The entries need to be copied exactly.

━━ Data for analysis ━━

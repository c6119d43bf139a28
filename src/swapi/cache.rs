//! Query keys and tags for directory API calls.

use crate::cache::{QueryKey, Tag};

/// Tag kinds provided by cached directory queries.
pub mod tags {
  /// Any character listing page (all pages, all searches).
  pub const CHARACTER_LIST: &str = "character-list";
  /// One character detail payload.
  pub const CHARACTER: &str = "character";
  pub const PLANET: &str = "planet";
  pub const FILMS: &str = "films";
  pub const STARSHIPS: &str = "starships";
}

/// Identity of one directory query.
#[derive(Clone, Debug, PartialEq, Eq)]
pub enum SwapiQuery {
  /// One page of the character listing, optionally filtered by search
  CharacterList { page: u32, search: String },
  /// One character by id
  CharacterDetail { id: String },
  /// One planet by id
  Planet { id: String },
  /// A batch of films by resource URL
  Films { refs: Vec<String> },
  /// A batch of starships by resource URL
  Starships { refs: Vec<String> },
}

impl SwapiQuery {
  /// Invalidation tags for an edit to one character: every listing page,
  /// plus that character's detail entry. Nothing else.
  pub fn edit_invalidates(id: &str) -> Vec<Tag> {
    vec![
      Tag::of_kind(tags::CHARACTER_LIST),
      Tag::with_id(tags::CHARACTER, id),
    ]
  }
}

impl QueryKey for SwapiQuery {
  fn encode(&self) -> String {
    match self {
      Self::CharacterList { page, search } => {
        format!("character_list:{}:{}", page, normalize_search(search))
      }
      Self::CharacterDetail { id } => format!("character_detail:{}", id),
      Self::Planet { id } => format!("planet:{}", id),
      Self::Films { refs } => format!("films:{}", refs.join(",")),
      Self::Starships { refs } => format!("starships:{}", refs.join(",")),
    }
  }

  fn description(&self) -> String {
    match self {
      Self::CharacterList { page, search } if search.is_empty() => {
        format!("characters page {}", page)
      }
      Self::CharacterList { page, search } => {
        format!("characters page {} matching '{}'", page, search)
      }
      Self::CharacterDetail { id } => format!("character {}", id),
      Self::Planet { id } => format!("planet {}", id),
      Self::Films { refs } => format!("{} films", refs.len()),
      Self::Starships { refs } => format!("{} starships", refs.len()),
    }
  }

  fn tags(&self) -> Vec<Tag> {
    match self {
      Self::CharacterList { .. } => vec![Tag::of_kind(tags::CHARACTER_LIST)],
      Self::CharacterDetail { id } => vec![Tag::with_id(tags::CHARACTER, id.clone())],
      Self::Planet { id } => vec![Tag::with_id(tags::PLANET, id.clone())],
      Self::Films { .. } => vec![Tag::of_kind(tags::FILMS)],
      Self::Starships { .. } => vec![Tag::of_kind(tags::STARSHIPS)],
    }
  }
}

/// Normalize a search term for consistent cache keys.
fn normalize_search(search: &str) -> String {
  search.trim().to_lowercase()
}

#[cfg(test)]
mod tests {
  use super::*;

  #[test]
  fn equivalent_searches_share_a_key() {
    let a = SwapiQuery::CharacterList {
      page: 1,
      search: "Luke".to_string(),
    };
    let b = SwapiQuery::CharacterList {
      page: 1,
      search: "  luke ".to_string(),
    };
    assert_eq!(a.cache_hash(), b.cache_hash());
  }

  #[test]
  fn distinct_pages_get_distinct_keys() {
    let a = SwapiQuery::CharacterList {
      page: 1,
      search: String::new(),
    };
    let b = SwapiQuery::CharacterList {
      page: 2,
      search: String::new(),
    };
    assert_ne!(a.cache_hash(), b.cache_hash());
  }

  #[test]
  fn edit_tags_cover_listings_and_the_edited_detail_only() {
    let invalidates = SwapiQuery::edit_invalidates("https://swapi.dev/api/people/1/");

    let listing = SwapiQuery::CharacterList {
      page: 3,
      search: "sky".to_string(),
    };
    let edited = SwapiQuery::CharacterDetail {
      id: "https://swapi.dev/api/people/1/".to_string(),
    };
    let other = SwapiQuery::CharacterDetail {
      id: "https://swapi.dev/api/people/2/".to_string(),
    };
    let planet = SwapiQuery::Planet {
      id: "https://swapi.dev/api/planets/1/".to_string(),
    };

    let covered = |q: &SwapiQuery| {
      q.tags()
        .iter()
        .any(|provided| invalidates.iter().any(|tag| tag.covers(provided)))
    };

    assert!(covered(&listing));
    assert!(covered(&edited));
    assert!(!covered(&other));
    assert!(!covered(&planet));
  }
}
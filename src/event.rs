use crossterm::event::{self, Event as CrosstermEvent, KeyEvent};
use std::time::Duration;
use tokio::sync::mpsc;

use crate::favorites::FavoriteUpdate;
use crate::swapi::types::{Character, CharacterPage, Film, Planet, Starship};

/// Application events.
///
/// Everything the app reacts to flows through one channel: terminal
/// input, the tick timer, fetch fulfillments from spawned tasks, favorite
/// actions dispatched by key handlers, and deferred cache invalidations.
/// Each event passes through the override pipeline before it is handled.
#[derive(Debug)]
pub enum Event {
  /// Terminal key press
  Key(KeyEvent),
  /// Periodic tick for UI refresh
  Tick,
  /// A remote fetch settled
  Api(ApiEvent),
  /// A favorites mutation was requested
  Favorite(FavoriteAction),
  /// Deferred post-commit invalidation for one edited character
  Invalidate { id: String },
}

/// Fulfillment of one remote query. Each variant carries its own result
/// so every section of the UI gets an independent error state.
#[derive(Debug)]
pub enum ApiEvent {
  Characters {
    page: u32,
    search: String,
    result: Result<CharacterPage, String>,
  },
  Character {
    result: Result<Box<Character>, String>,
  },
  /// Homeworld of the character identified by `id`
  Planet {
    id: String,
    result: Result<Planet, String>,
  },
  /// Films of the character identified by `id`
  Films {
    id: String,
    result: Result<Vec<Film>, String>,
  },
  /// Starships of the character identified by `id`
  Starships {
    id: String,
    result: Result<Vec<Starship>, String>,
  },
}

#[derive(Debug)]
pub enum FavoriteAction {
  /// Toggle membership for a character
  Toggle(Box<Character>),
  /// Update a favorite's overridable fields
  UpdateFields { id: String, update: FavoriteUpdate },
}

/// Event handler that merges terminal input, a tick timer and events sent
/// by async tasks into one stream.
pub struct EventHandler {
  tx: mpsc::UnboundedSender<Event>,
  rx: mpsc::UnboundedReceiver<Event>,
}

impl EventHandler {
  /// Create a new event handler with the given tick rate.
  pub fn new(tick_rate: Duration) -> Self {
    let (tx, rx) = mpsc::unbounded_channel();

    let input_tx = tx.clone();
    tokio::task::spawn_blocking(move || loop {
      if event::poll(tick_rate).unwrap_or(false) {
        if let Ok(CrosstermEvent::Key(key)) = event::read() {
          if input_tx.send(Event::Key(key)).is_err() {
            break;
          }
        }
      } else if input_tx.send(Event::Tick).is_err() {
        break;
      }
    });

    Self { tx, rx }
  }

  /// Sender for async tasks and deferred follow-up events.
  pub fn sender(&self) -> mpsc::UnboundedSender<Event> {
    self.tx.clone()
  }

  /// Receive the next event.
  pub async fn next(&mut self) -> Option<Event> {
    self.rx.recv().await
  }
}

━━━

# The completed task
repository c6119d43bf139a28
filename src/swapi/cache.rs
//! Query keys and tags for directory API calls.

use crate::cache::{QueryKey, Tag};

/// Tag kinds provided by cached directory queries.
pub mod tags {
  /// Any character listing page (all pages, all searches).
  pub const CHARACTER_LIST: &str = "character-list";
  /// One character detail payload.
  pub const CHARACTER: &str = "character";
  pub const PLANET: &str = "planet";
  pub const FILMS: &str = "films";
  pub const STARSHIPS: &str = "starships";
}

/// Identity of one directory query.
#[derive(Clone, Debug, PartialEq, Eq)]
pub enum SwapiQuery {
  /// One page of the character listing, optionally filtered by search
  CharacterList { page: u32, search: String },
  /// One character by id
  CharacterDetail { id: String },
  /// One planet by id
  Planet { id: String },
  /// A batch of films by resource URL
  Films { refs: Vec<String> },
  /// A batch of starships by resource URL
  Starships { refs: Vec<String> },
}

impl SwapiQuery {
  /// Invalidation tags for an edit to one character: every listing page,
  /// plus that character's detail entry. Nothing else.
  pub fn edit_invalidates(id: &str) -> Vec<Tag> {
    vec![
      Tag::of_kind(tags::CHARACTER_LIST),
      Tag::with_id(tags::CHARACTER, id),
    ]
  }
}

impl QueryKey for SwapiQuery {
  fn encode(&self) -> String {
    match self {
      Self::CharacterList { page, search } => {
        format!("character_list:{}:{}", page, normalize_search(search))
      }
      Self::CharacterDetail { id } => format!("character_detail:{}", id),
      Self::Planet { id } => format!("planet:{}", id),
      Self::Films { refs } => format!("films:{}", refs.join(",")),
      Self::Starships { refs } => format!("starships:{}", refs.join(",")),
    }
  }

  fn description(&self) -> String {
    match self {
      Self::CharacterList { page, search } if search.is_empty() => {
        format!("characters page {}", page)
      }
      Self::CharacterList { page, search } => {
        format!("characters page {} matching '{}'", page, search)
      }
      Self::CharacterDetail { id } => format!("character {}", id),
      Self::Planet { id } => format!("planet {}", id),
      Self::Films { refs } => format!("{} films", refs.len()),
      Self::Starships { refs } => format!("{} starships", refs.len()),
    }
  }

  fn tags(&self) -> Vec<Tag> {
    match self {
      Self::CharacterList { .. } => vec![Tag::of_kind(tags::CHARACTER_LIST)],
      Self::CharacterDetail { id } => vec![Tag::with_id(tags::CHARACTER, id.clone())],
      Self::Planet { id } => vec![Tag::with_id(tags::PLANET, id.clone())],
      Self::Films { .. } => vec![Tag::of_kind(tags::FILMS)],
      Self::Starships { .. } => vec![Tag::of_kind(tags::STARSHIPS)],
    }
  }
}

/// Normalize a search term for consistent cache keys.
fn normalize_search(search: &str) -> String {
  search.trim().to_lowercase()
}

#[cfg(test)]
mod tests {
  use super::*;

  #[test]
  fn equivalent_searches_share_a_key() {
    let a = SwapiQuery::CharacterList {
      page: 1,
      search: "Luke".to_string(),
    };
    let b = SwapiQuery::CharacterList {
      page: 1,
      search: "  luke ".to_string(),
    };
    assert_eq!(a.cache_hash(), b.cache_hash());
  }

  #[test]
  fn distinct_pages_get_distinct_keys() {
    let a = SwapiQuery::CharacterList {
      page: 1,
      search: String::new(),
    };
    let b = SwapiQuery::CharacterList {
      page: 2,
      search: String::new(),
    };
    assert_ne!(a.cache_hash(), b.cache_hash());
  }

  #[test]
  fn edit_tags_cover_listings_and_the_edited_detail_only() {
    let invalidates = SwapiQuery::edit_invalidates("https://swapi.dev/api/people/1/");

    let listing = SwapiQuery::CharacterList {
      page: 3,
      search: "sky".to_string(),
    };
    let edited = SwapiQuery::CharacterDetail {
      id: "https://swapi.dev/api/people/1/".to_string(),
    };
    let other = SwapiQuery::CharacterDetail {
      id: "https://swapi.dev/api/people/2/".to_string(),
    };
    let planet = SwapiQuery::Planet {
      id: "https://swapi.dev/api/planets/1/".to_string(),
    };

    let covered = |q: &SwapiQuery| {
      q.tags()
        .iter()
        .any(|provided| invalidates.iter().any(|tag| tag.covers(provided)))
    };

    assert!(covered(&listing));
    assert!(covered(&edited));
    assert!(!covered(&other));
    assert!(!covered(&planet));
  }
}
filename src/event.rs
use crossterm::event::{self, Event as CrosstermEvent, KeyEvent};
use std::time::Duration;
use tokio::sync::mpsc;

use crate::favorites::FavoriteUpdate;
use crate::swapi::types::{Character, CharacterPage, Film, Planet, Starship};

/// Application events.
///
/// Everything the app reacts to flows through one channel: terminal
/// input, the tick timer, fetch fulfillments from spawned tasks, favorite
/// actions dispatched by key handlers, and deferred cache invalidations.
/// Each event passes through the override pipeline before it is handled.
#[derive(Debug)]
pub enum Event {
  /// Terminal key press
  Key(KeyEvent),
  /// Periodic tick for UI refresh
  Tick,
  /// A remote fetch settled
  Api(ApiEvent),
  /// A favorites mutation was requested
  Favorite(FavoriteAction),
  /// Deferred post-commit invalidation for one edited character
  Invalidate { id: String },
}

/// Fulfillment of one remote query. Each variant carries its own result
/// so every section of the UI gets an independent error state.
#[derive(Debug)]
pub enum ApiEvent {
  Characters {
    page: u32,
    search: String,
    result: Result<CharacterPage, String>,
  },
  Character {
    result: Result<Box<Character>, String>,
  },
  /// Homeworld of the character identified by `id`
  Planet {
    id: String,
    result: Result<Planet, String>,
  },
  /// Films of the character identified by `id`
  Films {
    id: String,
    result: Result<Vec<Film>, String>,
  },
  /// Starships of the character identified by `id`
  Starships {
    id: String,
    result: Result<Vec<Starship>, String>,
  },
}

#[derive(Debug)]
pub enum FavoriteAction {
  /// Toggle membership for a character
  Toggle(Box<Character>),
  /// Update a favorite's overridable fields
  UpdateFields { id: String, update: FavoriteUpdate },
}

/// Event handler that merges terminal input, a tick timer and events sent
/// by async tasks into one stream.
pub struct EventHandler {
  tx: mpsc::UnboundedSender<Event>,
  rx: mpsc::UnboundedReceiver<Event>,
}

impl EventHandler {
  /// Create a new event handler with the given tick rate.
  pub fn new(tick_rate: Duration) -> Self {
    let (tx, rx) = mpsc::unbounded_channel();

    let input_tx = tx.clone();
    tokio::task::spawn_blocking(move || loop {
      if event::poll(tick_rate).unwrap_or(false) {
        if let Ok(CrosstermEvent::Key(key)) = event::read() {
          if input_tx.send(Event::Key(key)).is_err() {
            break;
          }
        }
      } else if input_tx.send(Event::Tick).is_err() {
        break;
      }
    });

    Self { tx, rx }
  }

  /// Sender for async tasks and deferred follow-up events.
  pub fn sender(&self) -> mpsc::UnboundedSender<Event> {
    self.tx.clone()
  }

  /// Receive the next event.
  pub async fn next(&mut self) -> Option<Event> {
    self.rx.recv().await
  }
}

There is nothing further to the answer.